Em uma cena-chave do filme “O Exorcista”, ambientada no hospital para onde a jovem Regan é levada para fazer exames, um técnico de raio-x a atende. Seu nome? Paulo Bateson. Ator aprendiz e, acima de tudo, um autêntico assassino em formação…
52 anos (e sim, já…) após o seu lançamento na nossa região, O Exorcista de William Friedkin permanece mais do que nunca um monumento de terror puro. Nesta história de posse cuja estaca milenar repousa em última análise sobre a eterna luta entre as forças do Bem e as do Mal, o cineasta entregou uma experiência visceral e verdadeiramente traumática para o público que a descobriu nos cinemas da época.
Contos altos
O filme chocou e assustou tanto os espectadores que muitos deles confundiram ficção e realidade: Linda Blair, que interpreta a pobre Regan, teria sido realmente possuída, louca, serva do Diabo… Em entrevistas, Blair chegou a declarar que os jornalistas da época lhe perguntaram com medo o que era a possessão…

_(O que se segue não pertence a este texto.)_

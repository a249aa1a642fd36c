// src/mapping/resolve.rs

use chrono::format::{Item, StrftimeItems};
use std::collections::HashSet;

use super::ColumnMapping;
use crate::error::ConfigError;
use crate::process::column::{to_index, to_label};

pub const HOUSEHOLD_FIELDS: usize = 4;
pub const OWNER_FIELDS: usize = 4;
pub const MEMBER_FIELDS: usize = 5;
pub const ADDITIONAL_FIELDS: usize = 1;
/// Last column a worksheet can hold (XFD).
pub const MAX_DEST_COLUMN: usize = 16_383;
/// Total number of fields in one output record.
pub const RECORD_FIELDS: usize = HOUSEHOLD_FIELDS + MEMBER_FIELDS + ADDITIONAL_FIELDS;

/// Source columns feeding the HomeID and the duplicate tie-break.
#[derive(Debug, Clone, Copy, PartialEq, Eq)]
pub struct KeyColumns {
    pub timestamp: usize,
    pub block: usize,
    pub floor: usize,
    pub unit: usize,
}

/// Source columns of one person group, in source order.
#[derive(Debug, Clone, Copy, PartialEq, Eq)]
pub struct PersonColumns {
    pub name: usize,
    pub sex: usize,
    pub birthday: usize,
    pub phone: usize,
    /// Only member groups carry a relationship column.
    pub relationship: Option<usize>,
}

/// A [`ColumnMapping`] checked once and turned into 0-based indices.
#[derive(Debug, Clone)]
pub struct Mapping {
    pub key: KeyColumns,
    pub owner: PersonColumns,
    pub owner_next: usize,
    pub member: PersonColumns,
    /// Width of one member group, excluding its "has more" flag.
    pub member_width: usize,
    pub member_next: usize,

    /// Destination column of each record field, in record order.
    pub dest_columns: [usize; RECORD_FIELDS],
    /// Header text of each record field, in record order.
    pub dest_names: [String; RECORD_FIELDS],
    pub merge_columns: Vec<usize>,
    pub group_by_column: usize,

    pub birthday_input_format: String,
    pub birthday_output_format: String,
    pub timestamp_format: String,
}

fn resolve_one(key: &'static str, label: &str) -> Result<usize, ConfigError> {
    to_index(label).map_err(|source| ConfigError::BadLabel { key, source })
}

fn resolve_list(
    key: &'static str,
    labels: &[String],
    expected: usize,
) -> Result<Vec<usize>, ConfigError> {
    if labels.len() != expected {
        return Err(ConfigError::WrongLength {
            key,
            expected,
            found: labels.len(),
        });
    }
    labels.iter().map(|l| resolve_one(key, l)).collect()
}

/// Like [`resolve_one`], for columns that are written to the report.
fn resolve_dest(key: &'static str, label: &str) -> Result<usize, ConfigError> {
    let col = resolve_one(key, label)?;
    if col > MAX_DEST_COLUMN {
        return Err(ConfigError::ColumnOutOfRange {
            key,
            label: label.to_string(),
        });
    }
    Ok(col)
}

fn resolve_dest_list(
    key: &'static str,
    labels: &[String],
    expected: usize,
) -> Result<Vec<usize>, ConfigError> {
    resolve_list(key, labels, expected)?;
    labels.iter().map(|l| resolve_dest(key, l)).collect()
}

fn check_names(
    ids: &'static str,
    names: &'static str,
    id_list: &[String],
    name_list: &[String],
) -> Result<(), ConfigError> {
    if id_list.len() != name_list.len() {
        return Err(ConfigError::NamesMismatch {
            ids,
            names,
            id_len: id_list.len(),
            name_len: name_list.len(),
        });
    }
    Ok(())
}

fn check_date_format(key: &'static str, format: &str) -> Result<(), ConfigError> {
    let broken = format.trim().is_empty()
        || StrftimeItems::new(format).any(|item| matches!(item, Item::Error));
    if broken {
        return Err(ConfigError::BadDateFormat {
            key,
            format: format.to_string(),
        });
    }
    Ok(())
}

impl ColumnMapping {
    /// Validate every key and resolve letter labels to indices.
    pub fn resolve(&self) -> Result<Mapping, ConfigError> {
        let common = resolve_list("src_common_info_id", &self.src_common_info_id, HOUSEHOLD_FIELDS)?;
        let owner = resolve_list("src_owner_info_id", &self.src_owner_info_id, OWNER_FIELDS)?;
        let member = resolve_list("src_member_info_id", &self.src_member_info_id, MEMBER_FIELDS)?;
        let owner_next = resolve_one("src_owner_info_next_id", &self.src_owner_info_next_id)?;
        let member_next = resolve_one("src_member_info_next_id", &self.src_member_info_next_id)?;

        check_names(
            "dest_common_info_ids",
            "dest_common_info_names",
            &self.dest_common_info_ids,
            &self.dest_common_info_names,
        )?;
        check_names(
            "dest_member_info_ids",
            "dest_member_info_names",
            &self.dest_member_info_ids,
            &self.dest_member_info_names,
        )?;
        check_names(
            "dest_additional_info_ids",
            "dest_additional_info_names",
            &self.dest_additional_info_ids,
            &self.dest_additional_info_names,
        )?;
        let dest_common =
            resolve_dest_list("dest_common_info_ids", &self.dest_common_info_ids, HOUSEHOLD_FIELDS)?;
        let dest_member =
            resolve_dest_list("dest_member_info_ids", &self.dest_member_info_ids, MEMBER_FIELDS)?;
        let dest_additional = resolve_dest_list(
            "dest_additional_info_ids",
            &self.dest_additional_info_ids,
            ADDITIONAL_FIELDS,
        )?;

        let dest_columns: Vec<usize> = dest_common
            .into_iter()
            .chain(dest_member)
            .chain(dest_additional)
            .collect();
        let mut seen = HashSet::new();
        for &col in &dest_columns {
            if !seen.insert(col) {
                return Err(ConfigError::DuplicateDestination(to_label(col)));
            }
        }

        let merge_columns = self
            .dest_merge_cells_ids
            .iter()
            .map(|label| {
                let col = resolve_dest("dest_merge_cells_ids", label)?;
                if !seen.contains(&col) {
                    return Err(ConfigError::UnknownDestination {
                        key: "dest_merge_cells_ids",
                        label: label.clone(),
                    });
                }
                Ok(col)
            })
            .collect::<Result<Vec<_>, _>>()?;
        let group_by_column = resolve_dest("dest_group_by_id", &self.dest_group_by_id)?;
        if !seen.contains(&group_by_column) {
            return Err(ConfigError::UnknownDestination {
                key: "dest_group_by_id",
                label: self.dest_group_by_id.clone(),
            });
        }

        check_date_format("birthday_input_format", &self.birthday_input_format)?;
        check_date_format("birthday_output_format", &self.birthday_output_format)?;
        check_date_format("timestamp_format", &self.timestamp_format)?;

        let dest_names: Vec<String> = self
            .dest_common_info_names
            .iter()
            .chain(&self.dest_member_info_names)
            .chain(&self.dest_additional_info_names)
            .cloned()
            .collect();

        Ok(Mapping {
            key: KeyColumns {
                timestamp: common[0],
                block: common[1],
                floor: common[2],
                unit: common[3],
            },
            owner: PersonColumns {
                name: owner[0],
                sex: owner[1],
                birthday: owner[2],
                phone: owner[3],
                relationship: None,
            },
            owner_next,
            member: PersonColumns {
                name: member[0],
                sex: member[1],
                birthday: member[2],
                relationship: Some(member[3]),
                phone: member[4],
            },
            member_width: MEMBER_FIELDS,
            member_next,
            // lengths were checked above
            dest_columns: dest_columns.try_into().unwrap_or([0; RECORD_FIELDS]),
            dest_names: dest_names
                .try_into()
                .unwrap_or_else(|_| std::array::from_fn(|_| String::new())),
            merge_columns,
            group_by_column,
            birthday_input_format: self.birthday_input_format.clone(),
            birthday_output_format: self.birthday_output_format.clone(),
            timestamp_format: self.timestamp_format.clone(),
        })
    }
}

impl Mapping {
    /// Destination column holding the display index.
    pub fn index_column(&self) -> usize {
        self.dest_columns[0]
    }

    /// Number of destination columns the sheet spans (highest used + 1).
    pub fn dest_width(&self) -> usize {
        self.dest_columns.iter().max().map_or(0, |m| m + 1)
    }
}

Grandes histórias em torno do filme e sua criação, que não necessariamente desagradaram ao diretor e à Warner Bros., produtora do filme, ajudando a alimentar ainda mais o fenômeno.
Ainda assim, O Exorcista foi um enorme sucesso de bilheteria mundial, arrecadando mais de US$ 440 milhões em todo o mundo. E provocou um debate global sobre o ocultismo dentro da Igreja Católica, ao mesmo tempo que inspirou gerações de realizadores de filmes de terror. E não só isso.
Mas há mais, quando você descobre o que se segue ao redor do filme. E pela primeira vez, estas não são fantasias de jornalistas em busca de emoções. Mas de um fato muito real.
Ator do filme, autêntico assassino
Em uma cena do filme, Regan é levada ao hospital para passar por uma bateria de exames. A partir de 49 minutos e 39 segundos, você conseguirá distinguir um enfermeiro/técnico de radiologia do hospital que cuida da jovem. Este último também fica visível por vários segundos, dependendo das tomadas seguintes na cena. O nome deste homem? Paulo Bateson.
Friedkin teve a ideia de colocá-lo em cena depois de vê-lo realizar uma angiografia cerebral no ano anterior, como lembra este artigo investigativo da Esquire.
Warner Bros. Paul Bateson, à direita da imagem.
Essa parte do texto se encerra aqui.